We all know what it feels like when one of our arms or legs goes numb. We sleep on our arm or sit on our leg, and suddenly can no longer feel it. It’s as if our limb is suddenly gone. Many people assume depression is feeling sad all the time when, in reality, people with depression often describe the condition as feeling numb. Feeling nothing. Like you fell asleep in a weird position, but your entire body is gone instead of just your arm. Like all of you is empty or missing. If you have ever felt that way, you know it is very real. It is not about toughening up or thinking positively. So why does our culture still treat mental illness so differently from physical illness?

About 43.8 million American adults, 18.5 percent of the population, report suffering from mental illness in a given year. One out of every 12 college students makes a suicide plan, and suicide is the second-leading cause of death for Americans aged 18 through 35. Think about what these numbers mean for a second. How many college students do you know? Do the math: Statistically, how many of your friends have made a suicide plan? And yet, two-thirds of college students suffering from mental illness do not seek care. If you break your leg, you go to the doctor. If you cannot stop coughing, you go the doctor. But if you have depression or anxiety, we view a doctor as optional. The stigma around mental illness is alive and well.

The study of mental illness from a biological and neurological perspective is still fairly new. However, most scientists believe that mental illnesses arise from the brain’s inability to effectively communicate with itself. Our brains use chemicals to transmit messages between the individual cells that make it up. A disruption in these chemicals is theorized to cause many mental disorders.

For example, scientists have found people with depression have low levels of the brain chemical serotonin. This discovery facilitated the creation of antidepressant medications that increase serotonin levels in the brain. Thus, scientists have already demonstrated mental illnesses have physical causes. If you had a brain tumor causing emotional changes, you would seek treatment; however, if you have a chemical imbalance in your brain causing emotional changes, large segments of society are still unconvinced you should get help.

Even as attitudes change and people begin to recognize the importance of treating mental health conditions, mental health is still seen as separate and secondary to physical health.

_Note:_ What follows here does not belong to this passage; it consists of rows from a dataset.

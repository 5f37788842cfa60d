//! Database repositories.
//!
//! One repository per aggregate, each a thin typed wrapper over the shared
//! connection. Repositories translate `DbErr` into [`AppError`] and keep
//! query construction out of the service layer.

#![allow(missing_docs)]

mod initiative;
mod party;
mod politician;
mod promise;
mod rating;
mod user;

pub use initiative::InitiativeRepository;
pub use party::{PartyListQuery, PartyOrder, PartyRepository};
pub use politician::{
    PoliticianListQuery, PoliticianListRow, PoliticianOrder, PoliticianRepository,
};
pub use promise::PromiseRepository;
pub use rating::{RatingListQuery, RatingOrder, RatingRepository};
pub use user::UserRepository;

/// Escape `%`, `_` and `\` in user-supplied search input before embedding it
/// in a LIKE/ILIKE pattern.
#[must_use]
pub fn escape_like(input: &str) -> String {
    let mut escaped = String::with_capacity(input.len());
    for c in input.chars() {
        if matches!(c, '%' | '_' | '\\') {
            escaped.push('\\');
        }
        escaped.push(c);
    }
    escaped
}

#[cfg(test)]
mod tests {
    use super::*;

    #[test]
    fn test_escape_like_passthrough() {
        assert_eq!(escape_like("jane doe"), "jane doe");
    }

    #[test]
    fn test_escape_like_wildcards() {
        assert_eq!(escape_like("100%_done"), "100\\%\\_done");
        assert_eq!(escape_like("back\\slash"), "back\\\\slash");
    }
}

The Affordable Care Act made mental health an essential benefit. Thus, health insurance plans are required to cover mental health care. This was a huge step toward de-stigmatizing mental illnesses by recognizing that treatment for those conditions is just as important as treatment for physical ailments. However, this legislation remains highly contested. The Republican replacement plans no longer mandate essential benefits coverage, which would allow states to opt out of providing mental health coverage. Again, this demonstrates that large swaths of society do not view mental health care in the same light as other health conditions.

Every year, more than 44,000 Americans commit suicide. On average, as you sit through your 50-minute lecture, four Americans have committed suicide. We cannot continue telling people to get over it. “Have you tried just being more positive?” is not a solution, and it is not realistic. We have to treat people who suffer from mental illness like every other kind of patient.

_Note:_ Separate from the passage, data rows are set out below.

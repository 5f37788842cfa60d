//! Promise repository.

use std::sync::Arc;

use crate::entities::{promise, Promise};
use netabase_common::{AppError, AppResult};
use sea_orm::{
    ActiveModelTrait, ColumnTrait, DatabaseConnection, EntityTrait, QueryFilter, QueryOrder,
};

/// Promise repository for database operations.
#[derive(Clone)]
pub struct PromiseRepository {
    db: Arc<DatabaseConnection>,
}

impl PromiseRepository {
    /// Create a new promise repository.
    #[must_use]
    pub const fn new(db: Arc<DatabaseConnection>) -> Self {
        Self { db }
    }

    /// Get all promises of a politician, oldest first.
    pub async fn find_by_politician(&self, politician_id: &str) -> AppResult<Vec<promise::Model>> {
        Promise::find()
            .filter(promise::Column::PoliticianId.eq(politician_id))
            .order_by_asc(promise::Column::CreatedAt)
            .all(self.db.as_ref())
            .await
            .map_err(|e| AppError::Database(e.to_string()))
    }

    /// Create a new promise.
    pub async fn create(&self, model: promise::ActiveModel) -> AppResult<promise::Model> {
        model
            .insert(self.db.as_ref())
            .await
            .map_err(|e| AppError::Database(e.to_string()))
    }
}

#[cfg(test)]
#[allow(clippy::unwrap_used)]
mod tests {
    use super::*;
    use crate::entities::promise::PromiseStatus;
    use chrono::Utc;
    use sea_orm::{DatabaseBackend, MockDatabase};

    #[tokio::test]
    async fn test_find_by_politician() {
        let p1 = promise::Model {
            id: "pr1".to_string(),
            politician_id: "pol1".to_string(),
            title: "New hospital".to_string(),
            description: "Build a hospital in the district.".to_string(),
            status: PromiseStatus::InProgress,
            created_at: Utc::now().into(),
        };

        let db = Arc::new(
            MockDatabase::new(DatabaseBackend::Postgres)
                .append_query_results([[p1]])
                .into_connection(),
        );

        let repo = PromiseRepository::new(db);
        let result = repo.find_by_politician("pol1").await.unwrap();

        assert_eq!(result.len(), 1);
        assert_eq!(result[0].status, PromiseStatus::InProgress);
    }

    #[tokio::test]
    async fn test_create_defaults_to_pending() {
        let stored = promise::Model {
            id: "pr1".to_string(),
            politician_id: "pol1".to_string(),
            title: "New hospital".to_string(),
            description: "Build a hospital in the district.".to_string(),
            status: PromiseStatus::Pending,
            created_at: Utc::now().into(),
        };

        let db = Arc::new(
            MockDatabase::new(DatabaseBackend::Postgres)
                .append_query_results([[stored.clone()]])
                .into_connection(),
        );

        let repo = PromiseRepository::new(db);
        let model = promise::ActiveModel {
            id: sea_orm::Set(stored.id.clone()),
            politician_id: sea_orm::Set(stored.politician_id.clone()),
            title: sea_orm::Set(stored.title.clone()),
            description: sea_orm::Set(stored.description.clone()),
            status: sea_orm::Set(PromiseStatus::Pending),
            created_at: sea_orm::Set(stored.created_at),
        };

        let created = repo.create(model).await.unwrap();
        assert_eq!(created.status, PromiseStatus::Pending);
    }
}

This problem hits very close to home. The University of Maryland does not treat mental health as seriously as it should. If you are a student who is brave enough to ask for help and seek care but are not actively suicidal, you will be referred to the counseling center. On a campus of more than 37,000 students, you must go to a center with 10 staff psychologists and three part-time psychologists.

If one out of every 12 college students makes a suicide plan, that amounts to over 3,000 students on our campus. These students, and so many more, are sent to a service with only 13 psychologists that limits your sessions to eight in a year. If you had cancer, your doctor would not stop treating you after eight rounds of chemotherapy.

Our university, like many others around the country, needs to increase funding for mental health services. So many of our friends and classmates are suffering. So many of them suffer in silence. When they are brave enough to reach out, we need to provide them with the resources to get better instead of hoping their illness will go away through willpower alone.